French pioneer Robert Esnault-Pelterie developed an advanced but only marginally successful monoplane in 1907. This machine featured roll control (via downward-only wing warping) and yaw control but no pitch control. A fascinating machine, the R.E.P. (taking its name from his initials) flirted with steel-tube construction, cantilever wings, and hydraulic brakes before World War I.

Ultimately, Europe’s experimenters were groping in the dark when it came to flight control.

Wilbur Wright read a book about ornithology and another addressing the mechanics of birds’ flight. He visited rocky outcroppings overlooking a river and studied soaring hawks by the hour, but they were too distant to betray useful insights. As for small birds in the Wrights’ Dayton neighborhood, they flew too quickly for study.

Beginning an intellectual journey, the brothers speculated that birds control their direction of flight by shifting their weight and drawing in a wing to temporarily reduce lift on one side, thus tilting them to that side. Then one day in West Dayton, Wilbur saw a pigeon perform such a display of aerial artistry that these theories went out the window.

Wilbur realized that birds turn by twisting their wingtips to temporarily generate more lift on one side than the other. No shifting of weight, no readjustment of relative wing area, just a dynamic change in each wing’s pitch or angle of incidence that affected how big a bite of the air it took from one moment to the next.

Here, then, was how an airplane also should turn. One wing should temporarily create more lift and the other less to tilt the machine into a bank that would end with an opposite application of control forces. But how to achieve this?

The Wrights toyed with the idea of building a glider employing shafts meeting at central gears to mechanically pivot the wings to opposite orientations. Seeing no way to keep the weight sufficiently low, however, they abandoned the concept.

Then one day Orville returned home to find Wilbur brimming with triumphant excitement. He held forth a small, empty cardboard box that had come off the bicycle shop’s supply shelf from which he had removed its two narrow ends. Imagining two parallel long sides also gone, it roughly approximated the wings of a Chanute-style biplane glider.

Holding the corners of each end between finger and thumb, Wilbur gave this box a helical twist. The parallel “wings” distorted, angling up on one side and down on the other. Here was the solution to the control problem.

Wilbur’s idea was wing warping. By leaving intact a Chanute biplane glider’s lateral trussing but removing its fore-and-aft trussing and then installing adjustable tensioning cables for the latter, a glider could be built whose wings could be dynamically adjusted in flight. On one side, they would take on a greater angle of attack; on the other, they would flatten out.

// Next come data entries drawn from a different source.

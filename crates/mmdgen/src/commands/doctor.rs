//! `mmdgen doctor` — environment self-test.
//!
//! Checks the renderer, the troubleshooting catalog, and the output
//! directory. The renderer is the only critical dependency; everything
//! else degrades.

use crate::errors::{EXIT_RENDERER_UNAVAILABLE, EXIT_SUCCESS};
use anyhow::Result;
use clap::Args;
use mmdgen_common::config::Config;
use mmdgen_common::renderer::MmdcRenderer;
use mmdgen_common::troubleshooting::{discover_catalog, Troubleshooting};
use owo_colors::OwoColorize;
use serde::Serialize;
use std::fs;

#[derive(Debug, Args)]
pub struct DoctorArgs {
    /// Emit the report as JSON
    #[arg(long, short = 'j')]
    pub json: bool,
}

#[derive(Debug, Serialize)]
struct CheckResult {
    name: String,
    ok: bool,
    detail: String,
}

#[derive(Debug, Clone, Copy, PartialEq, Eq, Serialize)]
#[serde(rename_all = "lowercase")]
enum DoctorStatus {
    Healthy,
    Degraded,
    Critical,
}

impl DoctorStatus {
    fn as_str(&self) -> &'static str {
        match self {
            DoctorStatus::Healthy => "healthy",
            DoctorStatus::Degraded => "degraded",
            DoctorStatus::Critical => "critical",
        }
    }
}

#[derive(Debug, Serialize)]
struct DoctorReport {
    status: DoctorStatus,
    checks: Vec<CheckResult>,
    checked_at: String,
}

pub async fn run(args: DoctorArgs, config: &Config) -> Result<i32> {
    let mut checks = Vec::new();
    let mut renderer_missing = false;
    let mut degraded = false;

    match MmdcRenderer::probe().await {
        Ok(version) => checks.push(CheckResult {
            name: "renderer".to_string(),
            ok: true,
            detail: format!("mmdc {}", version),
        }),
        Err(err) => {
            renderer_missing = true;
            checks.push(CheckResult {
                name: "renderer".to_string(),
                ok: false,
                detail: err.to_string(),
            });
        }
    }

    match discover_catalog() {
        Some(path) => {
            let kb = Troubleshooting::load(&path);
            checks.push(CheckResult {
                name: "troubleshooting catalog".to_string(),
                ok: true,
                detail: format!("{} entries from {}", kb.entries().len(), path.display()),
            });
        }
        None => {
            degraded = true;
            checks.push(CheckResult {
                name: "troubleshooting catalog".to_string(),
                ok: false,
                detail: "not found; failures will only get search recommendations".to_string(),
            });
        }
    }

    checks.push(output_dir_check(config, &mut degraded));

    let status = if renderer_missing {
        DoctorStatus::Critical
    } else if degraded {
        DoctorStatus::Degraded
    } else {
        DoctorStatus::Healthy
    };

    let report = DoctorReport {
        status,
        checks,
        checked_at: chrono::Utc::now().to_rfc3339(),
    };

    if args.json {
        println!("{}", serde_json::to_string_pretty(&report)?);
    } else {
        print_report(&report);
    }

    Ok(if renderer_missing {
        EXIT_RENDERER_UNAVAILABLE
    } else {
        EXIT_SUCCESS
    })
}

fn output_dir_check(config: &Config, degraded: &mut bool) -> CheckResult {
    let dir = &config.output.dir;
    let probe = dir.join(".mmdgen-doctor");
    let result = fs::create_dir_all(dir)
        .and_then(|_| fs::write(&probe, b"ok"))
        .and_then(|_| fs::remove_file(&probe));

    match result {
        Ok(()) => CheckResult {
            name: "output directory".to_string(),
            ok: true,
            detail: format!("{} is writable", dir.display()),
        },
        Err(err) => {
            *degraded = true;
            CheckResult {
                name: "output directory".to_string(),
                ok: false,
                detail: format!("{}: {}", dir.display(), err),
            }
        }
    }
}

fn print_report(report: &DoctorReport) {
    let status = match report.status {
        DoctorStatus::Healthy => report.status.as_str().green().bold().to_string(),
        DoctorStatus::Degraded => report.status.as_str().yellow().bold().to_string(),
        DoctorStatus::Critical => report.status.as_str().red().bold().to_string(),
    };
    println!("Environment: {}", status);
    for check in &report.checks {
        let mark = if check.ok {
            "ok".green().to_string()
        } else {
            "missing".red().to_string()
        };
        println!("  [{}] {}: {}", mark, check.name, check.detail);
    }
}
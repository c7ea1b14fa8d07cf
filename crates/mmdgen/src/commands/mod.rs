//! Subcommand implementations.

pub mod batch;
pub mod doctor;
pub mod extract;
pub mod generate;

With more lift on one side, the glider would turn.

On a windy day in July 1899, Wilbur—accompanied by two small boys—went to a field in Dayton to test a biplane kite built to this formula. It had superimposed wings spanning 5 feet (1.5 meters) and a trailing fixed surface. To control it, Wilbur held two sticks, each secured at both ends with long cords.

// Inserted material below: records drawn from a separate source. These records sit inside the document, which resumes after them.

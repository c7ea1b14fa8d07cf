//! Diagram category classification.
//!
//! Inspects raw Mermaid source and decides which diagram family it belongs
//! to by matching the signature line (first non-blank, non-comment line)
//! against an ordered table of anchored prefix patterns.

use once_cell::sync::Lazy;
use regex::Regex;
use serde::{Deserialize, Serialize};

/// Mermaid comment marker. Lines starting with this are skipped when
/// locating the signature line.
const COMMENT_MARKER: &str = "%%";

/// Diagram category derived from the source text.
#[derive(Debug, Clone, Copy, PartialEq, Eq, Hash, Serialize, Deserialize)]
#[serde(rename_all = "kebab-case")]
pub enum DiagramCategory {
    Flow,
    Sequence,
    Class,
    State,
    EntityRelation,
    Gantt,
    Pie,
    Mindmap,
    Timeline,
    Quadrant,
    Requirement,
    Journey,
    C4,
    Unknown,
}

impl DiagramCategory {
    pub fn as_str(&self) -> &'static str {
        match self {
            DiagramCategory::Flow => "flow",
            DiagramCategory::Sequence => "sequence",
            DiagramCategory::Class => "class",
            DiagramCategory::State => "state",
            DiagramCategory::EntityRelation => "entity-relation",
            DiagramCategory::Gantt => "gantt",
            DiagramCategory::Pie => "pie",
            DiagramCategory::Mindmap => "mindmap",
            DiagramCategory::Timeline => "timeline",
            DiagramCategory::Quadrant => "quadrant",
            DiagramCategory::Requirement => "requirement",
            DiagramCategory::Journey => "journey",
            DiagramCategory::C4 => "c4",
            DiagramCategory::Unknown => "unknown",
        }
    }
}

impl std::fmt::Display for DiagramCategory {
    fn fmt(&self, f: &mut std::fmt::Formatter<'_>) -> std::fmt::Result {
        f.write_str(self.as_str())
    }
}

/// Ordered (category, prefix patterns) table. Categories are tried top to
/// bottom; patterns are anchored and case-insensitive. The pattern set is
/// mutually exclusive by construction, so order only matters as a
/// tie-breaker for malformed input.
static CATEGORY_TABLE: Lazy<Vec<(DiagramCategory, Vec<Regex>)>> = Lazy::new(|| {
    let table: &[(DiagramCategory, &[&str])] = &[
        (
            DiagramCategory::Flow,
            &[
                r"(?i)^flowchart\s+(TB|TD|BT|RL|LR)",
                r"(?i)^graph\s+(TB|TD|BT|RL|LR)",
            ],
        ),
        (DiagramCategory::Sequence, &[r"(?i)^sequenceDiagram"]),
        (DiagramCategory::Class, &[r"(?i)^classDiagram"]),
        (DiagramCategory::State, &[r"(?i)^stateDiagram(-v2)?"]),
        (DiagramCategory::EntityRelation, &[r"(?i)^erDiagram"]),
        (DiagramCategory::Gantt, &[r"(?i)^gantt"]),
        (DiagramCategory::Pie, &[r"(?i)^pie"]),
        (DiagramCategory::Mindmap, &[r"(?i)^mindmap"]),
        (DiagramCategory::Timeline, &[r"(?i)^timeline"]),
        (DiagramCategory::Quadrant, &[r"(?i)^quadrantChart"]),
        (DiagramCategory::Requirement, &[r"(?i)^requirementDiagram"]),
        (DiagramCategory::Journey, &[r"(?i)^journey"]),
        (
            DiagramCategory::C4,
            &[r"(?i)^C4(Context|Container|Component|Deployment)"],
        ),
    ];

    table
        .iter()
        .map(|(category, patterns)| {
            let compiled = patterns
                .iter()
                .map(|p| Regex::new(p).expect("category pattern is valid"))
                .collect();
            (*category, compiled)
        })
        .collect()
});

/// Locate the signature line: the first line that is neither blank nor a
/// `%%` comment.
fn signature_line(source: &str) -> Option<&str> {
    source
        .lines()
        .map(str::trim)
        .find(|line| !line.is_empty() && !line.starts_with(COMMENT_MARKER))
}

/// Classify Mermaid source text into a diagram category.
///
/// Absence of a recognizable signature degrades to `Unknown` rather than
/// failing.
pub fn classify(source: &str) -> DiagramCategory {
    let Some(line) = signature_line(source) else {
        return DiagramCategory::Unknown;
    };

    for (category, patterns) in CATEGORY_TABLE.iter() {
        if patterns.iter().any(|p| p.is_match(line)) {
            return *category;
        }
    }

    DiagramCategory::Unknown
}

Holding the kite aloft, the boys released it at Wilbur’s signal. It rose into the wind, and Wilbur tried out his wing warping. The kite obediently tilted one way or the other on command. Mechanically achieved roll control had been demonstrated.

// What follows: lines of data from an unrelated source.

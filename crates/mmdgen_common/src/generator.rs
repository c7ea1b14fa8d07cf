//! Generation orchestrator.
//!
//! Sequences one generation attempt: classify the source, derive the
//! artifact base name, persist the `.mmd` file, invoke the renderer, and on
//! failure consult the knowledge base for recovery guidance. The outcome
//! always carries an actionable next step.

use crate::category::{classify, DiagramCategory};
use crate::error::MmdgenError;
use crate::matcher::FailureMatcher;
use crate::naming::base_filename;
use crate::outcome::GenerationOutcome;
use crate::render_options::ImageFormat;
use crate::renderer::Renderer;
use crate::troubleshooting::Troubleshooting;
use std::path::{Path, PathBuf};
use tracing::{debug, info};

/// One generation request.
#[derive(Debug, Clone)]
pub struct GenerationRequest {
    /// Raw Mermaid source.
    pub code: String,
    /// Source document name feeding the artifact naming convention.
    pub document_name: String,
    /// Diagram ordinal within the document.
    pub ordinal: u32,
    /// Diagram title feeding the artifact naming convention.
    pub title: String,
    /// Directory receiving the `.mmd` and image artifacts.
    pub output_dir: PathBuf,
    /// Rendered image format.
    pub format: ImageFormat,
}

/// Orchestrates classify → name → persist → render → recover.
pub struct DiagramGenerator<R: Renderer> {
    renderer: R,
    troubleshooting: Troubleshooting,
}

impl<R: Renderer> DiagramGenerator<R> {
    /// The knowledge base is injected, parsed once by the caller; an empty
    /// one degrades matching but never blocks generation.
    pub fn new(renderer: R, troubleshooting: Troubleshooting) -> Self {
        Self {
            renderer,
            troubleshooting,
        }
    }

    pub fn troubleshooting(&self) -> &Troubleshooting {
        &self.troubleshooting
    }

    /// Execute the full resilient generation workflow.
    pub async fn generate(
        &self,
        request: &GenerationRequest,
    ) -> Result<GenerationOutcome, MmdgenError> {
        let code = request.code.trim();
        if code.is_empty() {
            return Err(MmdgenError::EmptyInput);
        }

        let category = classify(code);
        let base = base_filename(
            &request.document_name,
            request.ordinal,
            category,
            &request.title,
        );
        debug!("category {} -> base filename {}", category, base);

        let mmd_path = self
            .save_source(code, &request.output_dir, &base)
            .await?;
        let image_path = request
            .output_dir
            .join(format!("{}.{}", base, request.format.extension()));

        let attempt = self.renderer.render(&mmd_path, &image_path).await;

        if attempt.success {
            info!(
                "rendered {} in {}ms",
                image_path.display(),
                attempt.duration_ms
            );
            return Ok(GenerationOutcome::succeeded(mmd_path, image_path, category));
        }

        let error_message = attempt
            .error
            .unwrap_or_else(|| "Unknown rendering error".to_string());
        Ok(self.recover(mmd_path, category, error_message))
    }

    /// Persist the diagram source under the naming convention.
    async fn save_source(
        &self,
        code: &str,
        output_dir: &Path,
        base: &str,
    ) -> Result<PathBuf, MmdgenError> {
        tokio::fs::create_dir_all(output_dir)
            .await
            .map_err(|source| MmdgenError::WriteArtifact {
                path: output_dir.to_path_buf(),
                source,
            })?;

        let mmd_path = output_dir.join(format!("{}.mmd", base));
        let mut content = code.to_string();
        content.push('\n');
        tokio::fs::write(&mmd_path, content)
            .await
            .map_err(|source| MmdgenError::WriteArtifact {
                path: mmd_path.clone(),
                source,
            })?;

        Ok(mmd_path)
    }

    /// Build the failure outcome: ranked matches, suggested fix from the
    /// best match, search query when nothing trustworthy matched.
    fn recover(
        &self,
        mmd_path: PathBuf,
        category: DiagramCategory,
        error_message: String,
    ) -> GenerationOutcome {
        let matcher = FailureMatcher::new(self.troubleshooting.entries());
        let ranked = matcher.rank(&error_message, category);

        let suggested_fix = ranked
            .first()
            .map(|best| best.entry.correct_example.clone())
            .filter(|example| !example.is_empty());

        let search_query = if FailureMatcher::needs_search_fallback(&ranked) {
            Some(matcher.search_query(&error_message, category))
        } else {
            None
        };

        info!(
            "render failed, {} troubleshooting match(es){}",
            ranked.len(),
            if search_query.is_some() {
                ", recommending search"
            } else {
                ""
            }
        );

        GenerationOutcome::failed(
            mmd_path,
            category,
            error_message,
            &ranked,
            suggested_fix,
            search_query,
        )
    }
}

#[cfg(test)]
mod tests {
    use super::*;
    use crate::renderer::RenderAttempt;
    use std::time::Instant;

    /// Scripted renderer: succeeds, or fails with fixed error text.
    struct StubRenderer {
        error: Option<String>,
    }

    impl StubRenderer {
        fn succeeding() -> Self {
            Self { error: None }
        }

        fn failing(message: &str) -> Self {
            Self {
                error: Some(message.to_string()),
            }
        }
    }

    impl Renderer for StubRenderer {
        async fn render(&self, _source: &Path, image: &Path) -> RenderAttempt {
            let start = Instant::now();
            match &self.error {
                None => {
                    tokio::fs::write(image, b"artifact").await.unwrap();
                    RenderAttempt {
                        success: true,
                        error: None,
                        duration_ms: start.elapsed().as_millis() as u64,
                    }
                }
                Some(message) => RenderAttempt {
                    success: false,
                    error: Some(message.clone()),
                    duration_ms: start.elapsed().as_millis() as u64,
                },
            }
        }
    }

    fn request(dir: &Path, code: &str) -> GenerationRequest {
        GenerationRequest {
            code: code.to_string(),
            document_name: "Design Doc".to_string(),
            ordinal: 1,
            title: "Overview!".to_string(),
            output_dir: dir.to_path_buf(),
            format: ImageFormat::Png,
        }
    }

    const CATALOG: &str = "### ❌ Error 7: Parse Failure\n\n\
**Severity:** 🔴 Critical\n\n\
**Diagram Types Affected:** All diagrams\n\n\
**Problem:** The renderer could not parse the source.\n\n\
**Error Message:** `Parse error`\n\n\
**Correct:**\n```mermaid\nflowchart TD\n    A --> B\n```\n";

    #[tokio::test]
    async fn test_successful_generation_outcome() {
        let dir = tempfile::tempdir().unwrap();
        let generator = DiagramGenerator::new(StubRenderer::succeeding(), Troubleshooting::default());

        let outcome = generator
            .generate(&request(dir.path(), "flowchart TD; A-->B"))
            .await
            .unwrap();

        assert!(outcome.success);
        assert_eq!(outcome.category, DiagramCategory::Flow);
        assert!(outcome.error_message.is_none());
        assert!(outcome.troubleshooting_matches.is_empty());
        assert!(outcome.suggested_fix.is_none());
        assert!(outcome.search_query.is_none());

        // Artifacts follow the naming convention, side by side.
        assert_eq!(
            outcome.mmd_path,
            dir.path().join("design_doc_01_flow_overview.mmd")
        );
        assert_eq!(
            outcome.image_path.as_deref(),
            Some(dir.path().join("design_doc_01_flow_overview.png").as_path())
        );
        let saved = std::fs::read_to_string(&outcome.mmd_path).unwrap();
        assert_eq!(saved, "flowchart TD; A-->B\n");
    }

    #[tokio::test]
    async fn test_failure_consults_knowledge_base() {
        let dir = tempfile::tempdir().unwrap();
        let catalog_path = dir.path().join("catalog.md");
        std::fs::write(&catalog_path, CATALOG).unwrap();
        let kb = Troubleshooting::load(&catalog_path);
        assert_eq!(kb.entries().len(), 1);

        let generator =
            DiagramGenerator::new(StubRenderer::failing("Parse error on line 3"), kb);
        let outcome = generator
            .generate(&request(dir.path(), "flowchart TD; A-->B"))
            .await
            .unwrap();

        assert!(!outcome.success);
        assert!(outcome.image_path.is_none());
        assert_eq!(outcome.error_message.as_deref(), Some("Parse error on line 3"));
        assert_eq!(outcome.troubleshooting_matches.len(), 1);
        assert_eq!(outcome.troubleshooting_matches[0].error_number, 7);
        // The top match has a correct example, so it becomes the fix and
        // no search fallback is needed.
        assert!(outcome.suggested_fix.as_deref().unwrap().contains("A --> B"));
        assert!(outcome.search_query.is_none());
    }

    #[tokio::test]
    async fn test_failure_with_empty_catalog_recommends_search() {
        let dir = tempfile::tempdir().unwrap();
        let generator = DiagramGenerator::new(
            StubRenderer::failing("Something exploded"),
            Troubleshooting::default(),
        );

        let outcome = generator
            .generate(&request(dir.path(), "flowchart TD; A-->B"))
            .await
            .unwrap();

        assert!(!outcome.success);
        assert!(outcome.troubleshooting_matches.is_empty());
        assert!(outcome.suggested_fix.is_none());
        let query = outcome.search_query.unwrap();
        assert!(query.contains("flow"));
        assert!(query.contains("Something exploded"));
    }

    #[tokio::test]
    async fn test_empty_input_is_fatal_before_io() {
        let dir = tempfile::tempdir().unwrap();
        let generator = DiagramGenerator::new(StubRenderer::succeeding(), Troubleshooting::default());

        let err = generator
            .generate(&request(dir.path(), "   \n  "))
            .await
            .unwrap_err();
        assert!(matches!(err, MmdgenError::EmptyInput));

        // Nothing was written.
        assert!(std::fs::read_dir(dir.path()).unwrap().next().is_none());
    }

    #[tokio::test]
    async fn test_unknown_category_still_generates() {
        let dir = tempfile::tempdir().unwrap();
        let generator = DiagramGenerator::new(
            StubRenderer::failing("boom"),
            Troubleshooting::default(),
        );

        let outcome = generator
            .generate(&request(dir.path(), "scribbles"))
            .await
            .unwrap();
        assert_eq!(outcome.category, DiagramCategory::Unknown);
        assert!(outcome.search_query.unwrap().contains("unknown"));
    }
}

The demands of the highly seasonal bicycle business preempted further work until August 1900. Wilbur, who at that point was more interested in flight than his brother, worked up the design and set to work constructing a man-carrying glider. Unable to find spruce in Dayton’s lumber yards sufficiently long to serve as wing spars, he built what he could. The spars he would obtain in North Carolina.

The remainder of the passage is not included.